The search management for alternatives that reduce the use of mineral fertilizers is important for agricultural sustainability. Therefore, we sought to identify two legume species that are grown as cover crops with banana (Musa spp.) cultivar Prata-anã and spontaneous plant compositions that enable further reduction in the use of inputs. A randomized block design in a split plot arrangement with five replications was used. The plots were formed at four irrigation depths: 50, 75, 100 and 125% of crop evapotranspiration.

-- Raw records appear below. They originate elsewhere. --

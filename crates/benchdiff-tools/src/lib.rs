//! Development tools for benchdiff.
//!
//! This crate provides logging setup and memory instrumentation for the
//! processes the harness launches.

pub mod logging;
pub mod memory;

pub use logging::{LoggingError, init_logging};
pub use memory::{MemoryError, ProcessMemoryProbe, max_peak};
//! Resident memory sampling for processes launched by the harness.
//!
//! The probe is polled from the same loop that waits for the child to exit,
//! so it only sees what the process held at each poll. Peaks between polls
//! are missed.

use sysinfo::{Pid, ProcessRefreshKind, ProcessesToUpdate, System};

/// Errors produced by memory instrumentation.
#[derive(Debug, Clone)]
pub enum MemoryError {
    ProcessNotFound { pid: u32 },
}

impl std::fmt::Display for MemoryError {
    fn fmt(&self, f: &mut std::fmt::Formatter<'_>) -> std::fmt::Result {
        match self {
            MemoryError::ProcessNotFound { pid } => {
                write!(f, "failed to locate process {}", pid)
            }
        }
    }
}

impl std::error::Error for MemoryError {}

/// Tracks the largest resident set observed for one process.
#[derive(Debug)]
pub struct ProcessMemoryProbe {
    sys: System,
    pid: Pid,
    raw_pid: u32,
    peak_rss_bytes: Option<u64>,
}

impl ProcessMemoryProbe {
    /// Create a probe for `pid`. No sample is taken yet.
    pub fn new(pid: u32) -> Self {
        ProcessMemoryProbe {
            sys: System::new(),
            pid: Pid::from(pid as usize),
            raw_pid: pid,
            peak_rss_bytes: None,
        }
    }

    /// Sample the current resident set, updating the peak.
    ///
    /// # Errors
    ///
    /// Returns an error if the process cannot be located (it may already have
    /// exited).
    pub fn sample(&mut self) -> Result<u64, MemoryError> {
        self.sys.refresh_processes_specifics(
            ProcessesToUpdate::Some(&[self.pid]),
            true,
            ProcessRefreshKind::nothing().with_memory(),
        );

        let process = self
            .sys
            .process(self.pid)
            .ok_or(MemoryError::ProcessNotFound { pid: self.raw_pid })?;

        // Bytes, not KiB.
        let rss_bytes = process.memory();
        self.peak_rss_bytes = max_peak(self.peak_rss_bytes, Some(rss_bytes));
        Ok(rss_bytes)
    }

    /// Largest resident set seen so far, `None` if no sample succeeded.
    pub fn peak_rss_bytes(&self) -> Option<u64> {
        self.peak_rss_bytes
    }
}

/// Combine two optional peaks, keeping the larger.
pub fn max_peak(left: Option<u64>, right: Option<u64>) -> Option<u64> {
    match (left, right) {
        (Some(a), Some(b)) => Some(a.max(b)),
        (Some(a), None) => Some(a),
        (None, b) => b,
    }
}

Subplots were formed by three plant cover types associated with bananas: Tropical kudzu (Pueraria phaseoloides Benth.), calopo (Calopogonium mucunoides Desv.) and spontaneous vegetation, which primarily consist of Panicum maximum Jacq. The biomass production of the cover crops was measured 105, 200 and 400 days after planting (DAP); the total input of N was also measured (105 DAP). The measurements of leaf gas exchange and relative index of chlorophyll were recorded at 200 DAP. Tropical kudzu is better acclimated to a shaded environment, as demonstrated by evaluations of dry matter production, leaf gas exchange and the input of N. Thus, this crop may be a good alternative for supplying N to bananas irrigated under Brazilian semi-arid conditions.

 

Key words: Water management, Musa sp., cover crops, photosynthesis.